Another point of view on it is obligation to your stakeholders. DAOs have stakeholders of many kinds. It is not just leadership. It is contributors to the DAO. It is people intending to join the DAO. The evolution of who is a stakeholder in a DAO makes financial reporting all the more necessary as something to refer to as a single source of truth.
Should I join this DAO? Should I continue to stay in this DAO? I know the financial component is just one component of many different things. But I think treasury diversification and health are a large draw for people to join DAOs. Thus demonstrating such health should be the end goal and the purpose of a good accountant.
While DAOs are a new paradigm, and it is not fair to look at them generally through the same lens as you would to analyze a traditional organization, both models share the same goal — to make an impact. The balance sheet and the income statement are good ways to measure the quality and longevity of this impact. It’s how I evaluate DAOs — how they manage their protocol’s finances, how much attention they give to their treasury. While community is an important metric, DAOs must be self-sustaining to be able to really focus on their mission and vision. Knowing how much money we're burning every month, how much money we're bringing in every month, and our runway based on what's sitting in the treasury. But just knowing these three things is so important to operating and determining the success of a DAO, or any organization even, longterm.
D: What is the toolkit for a DAO Accountant?
V: The tooling in the space is actually improving at a really, really quick pace. You have products like Cryptio, which are pretty great. Utopia: another great one. It is hard to compare these products with traditional software products like QuickBooks that have been around for 10, 15 years, with hundreds of millions of dollars of R&D put into them. So it's hard to compare the 3two. But I think we're getting there. I think the tools will actually get there much quicker than the DAOs will in finding the talent to make use of these tools. That is the bigger challenge in my opinion.

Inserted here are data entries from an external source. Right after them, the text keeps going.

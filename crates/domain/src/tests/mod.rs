// Copyright (C) 2026 Fred Clausen
// Use of this source code is governed by an MIT-style
// license that can be found in the LICENSE file or at
// https://opensource.org/licenses/MIT.

#![allow(clippy::unwrap_used, clippy::expect_used)]

mod estimate;
mod inquiry;
mod interaction;
mod payback;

At a typical organization, you have the tool for bookkeeping — Utopia, for example. Then, you'd have a tool for FP&A — though there isn’t a tool for this yet, I don’t think.
When it comes to the current tools being used, I love Utopia. I really cannot emphasize enough how great their platform is. They have actually made a solution equivalent to a one click checkout which, with one click of a button, lets you do a mass transaction using the same hash ID. It is just one transaction on the blockchain, limiting your gas, and allowing you to send multiple different tokens to multiple different parties.
On top of that, their UI makes it so easy to look at your bookkeeping and go through each of these different transactions. I know they're working on creating new versions and adding features. I’m excited to see what they do.
Other than that, Google Sheets is especially fantastic. There are so many add ons that you can use with the API's for Etherscan, and Coin Gecko and such. They let you get real time price information on Google Sheets that constantly updates. Even if you are brand new to APIs, it only takes around 30 minutes of Googling to set up your sheets. It is a great tool generally for anyone, or any organization, doing their own sort of portfolio tracking.
D: What are the largest complications for transacting across chains?
V: There are two primary complications.
The blockchain explorers haven't developed enough for the accountant to be able to go and find particular transactions going back many months. And that is a big problem, obviously, because accountants spend all their time looking into the past to account for transactions from the past.
Basis tracking across chains. I don't know if any organization has developed a really good approach—I'm actually curious, what would a good approach to basis tracking look like? Because I think you would actually have to create a software that does it for you. It's pretty difficult to do manually as an accountant.